INFORMATION SUPPLIED »
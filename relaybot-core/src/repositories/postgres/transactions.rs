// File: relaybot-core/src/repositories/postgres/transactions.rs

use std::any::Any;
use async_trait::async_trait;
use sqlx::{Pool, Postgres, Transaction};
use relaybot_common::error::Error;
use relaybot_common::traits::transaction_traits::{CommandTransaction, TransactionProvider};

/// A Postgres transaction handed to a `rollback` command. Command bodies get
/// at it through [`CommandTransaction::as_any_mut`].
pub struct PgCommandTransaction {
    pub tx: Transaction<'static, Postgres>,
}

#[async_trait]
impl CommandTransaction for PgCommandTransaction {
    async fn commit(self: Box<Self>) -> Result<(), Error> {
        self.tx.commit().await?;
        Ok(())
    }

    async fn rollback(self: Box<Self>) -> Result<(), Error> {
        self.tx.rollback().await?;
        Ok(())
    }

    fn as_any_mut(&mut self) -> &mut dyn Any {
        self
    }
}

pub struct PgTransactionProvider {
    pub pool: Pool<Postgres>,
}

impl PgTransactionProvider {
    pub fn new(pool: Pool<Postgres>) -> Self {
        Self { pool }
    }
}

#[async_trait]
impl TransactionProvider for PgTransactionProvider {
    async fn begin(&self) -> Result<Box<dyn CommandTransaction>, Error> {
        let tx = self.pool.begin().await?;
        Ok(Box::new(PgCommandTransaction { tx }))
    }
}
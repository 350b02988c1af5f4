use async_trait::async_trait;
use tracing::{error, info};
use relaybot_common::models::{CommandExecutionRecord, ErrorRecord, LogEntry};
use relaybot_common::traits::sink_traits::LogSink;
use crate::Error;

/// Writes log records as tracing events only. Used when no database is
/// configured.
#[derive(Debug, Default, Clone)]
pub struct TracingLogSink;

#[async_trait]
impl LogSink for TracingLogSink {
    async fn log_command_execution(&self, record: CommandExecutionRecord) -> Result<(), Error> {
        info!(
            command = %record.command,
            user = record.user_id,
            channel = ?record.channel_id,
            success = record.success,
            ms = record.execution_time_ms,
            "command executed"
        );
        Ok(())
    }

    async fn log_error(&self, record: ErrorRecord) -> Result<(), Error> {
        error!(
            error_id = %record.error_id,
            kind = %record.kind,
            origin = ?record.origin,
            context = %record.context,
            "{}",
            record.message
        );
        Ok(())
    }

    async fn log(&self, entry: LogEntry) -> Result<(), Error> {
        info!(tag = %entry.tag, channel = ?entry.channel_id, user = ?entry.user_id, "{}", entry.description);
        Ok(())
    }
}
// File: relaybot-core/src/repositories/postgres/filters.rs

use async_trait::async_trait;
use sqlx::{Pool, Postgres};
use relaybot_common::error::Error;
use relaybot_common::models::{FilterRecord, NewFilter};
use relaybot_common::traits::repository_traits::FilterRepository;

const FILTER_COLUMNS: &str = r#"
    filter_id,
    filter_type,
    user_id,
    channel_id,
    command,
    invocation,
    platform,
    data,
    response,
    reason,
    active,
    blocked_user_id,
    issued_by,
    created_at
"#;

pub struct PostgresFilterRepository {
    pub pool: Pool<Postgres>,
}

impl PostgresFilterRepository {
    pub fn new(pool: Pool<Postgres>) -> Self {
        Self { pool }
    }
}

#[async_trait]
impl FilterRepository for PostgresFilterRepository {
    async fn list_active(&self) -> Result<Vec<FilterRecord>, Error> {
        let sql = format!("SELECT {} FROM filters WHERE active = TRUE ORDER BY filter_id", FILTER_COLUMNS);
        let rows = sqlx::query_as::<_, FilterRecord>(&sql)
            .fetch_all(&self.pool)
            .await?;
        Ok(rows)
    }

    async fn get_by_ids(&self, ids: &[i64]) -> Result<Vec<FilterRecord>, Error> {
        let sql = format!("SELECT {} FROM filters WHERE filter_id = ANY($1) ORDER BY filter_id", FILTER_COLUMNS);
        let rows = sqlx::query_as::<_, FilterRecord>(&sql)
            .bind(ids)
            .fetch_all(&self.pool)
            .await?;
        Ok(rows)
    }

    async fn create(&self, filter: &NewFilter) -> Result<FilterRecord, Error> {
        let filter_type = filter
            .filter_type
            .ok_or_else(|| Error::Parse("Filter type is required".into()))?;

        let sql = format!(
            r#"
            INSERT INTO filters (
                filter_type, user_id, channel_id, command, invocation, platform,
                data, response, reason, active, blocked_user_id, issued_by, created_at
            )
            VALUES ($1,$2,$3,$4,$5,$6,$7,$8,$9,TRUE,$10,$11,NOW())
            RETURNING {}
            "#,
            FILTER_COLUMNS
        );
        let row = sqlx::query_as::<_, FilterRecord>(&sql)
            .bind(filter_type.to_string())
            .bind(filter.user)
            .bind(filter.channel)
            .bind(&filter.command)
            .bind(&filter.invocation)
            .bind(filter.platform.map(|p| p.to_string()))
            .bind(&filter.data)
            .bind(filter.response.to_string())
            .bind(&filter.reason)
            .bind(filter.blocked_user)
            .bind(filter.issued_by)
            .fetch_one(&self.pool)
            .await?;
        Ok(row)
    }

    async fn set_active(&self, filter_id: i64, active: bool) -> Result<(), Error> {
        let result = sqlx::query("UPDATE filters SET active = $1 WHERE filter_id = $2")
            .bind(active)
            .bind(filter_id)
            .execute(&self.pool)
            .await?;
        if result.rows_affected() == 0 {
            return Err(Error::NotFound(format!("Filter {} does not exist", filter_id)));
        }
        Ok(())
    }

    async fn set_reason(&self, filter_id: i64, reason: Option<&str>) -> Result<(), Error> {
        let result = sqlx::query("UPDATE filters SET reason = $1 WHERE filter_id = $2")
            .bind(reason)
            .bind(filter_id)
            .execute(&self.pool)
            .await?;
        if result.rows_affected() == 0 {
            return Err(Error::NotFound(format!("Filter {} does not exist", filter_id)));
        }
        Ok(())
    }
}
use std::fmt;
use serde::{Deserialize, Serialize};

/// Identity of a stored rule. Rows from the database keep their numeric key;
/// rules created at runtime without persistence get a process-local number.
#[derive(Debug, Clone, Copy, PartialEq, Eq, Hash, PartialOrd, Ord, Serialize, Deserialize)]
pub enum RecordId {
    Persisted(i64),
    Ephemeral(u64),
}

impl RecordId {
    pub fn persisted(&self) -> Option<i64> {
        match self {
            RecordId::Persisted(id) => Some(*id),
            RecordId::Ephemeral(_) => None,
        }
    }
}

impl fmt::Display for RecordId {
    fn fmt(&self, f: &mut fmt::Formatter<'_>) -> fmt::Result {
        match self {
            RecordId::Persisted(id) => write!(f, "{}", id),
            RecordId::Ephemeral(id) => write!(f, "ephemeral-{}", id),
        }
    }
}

YOUR GOAL » Note each line of the entries that has "reason" in it, and copy those lines.

EXERCISE RESULT »
    reason,
                data, response, reason, active, blocked_user_id, issued_by, created_at
            .bind(&filter.reason)
    async fn set_reason(&self, filter_id: i64, reason: Option<&str>) -> Result<(), Error> {
        let result = sqlx::query("UPDATE filters SET reason = $1 WHERE filter_id = $2")
            .bind(reason)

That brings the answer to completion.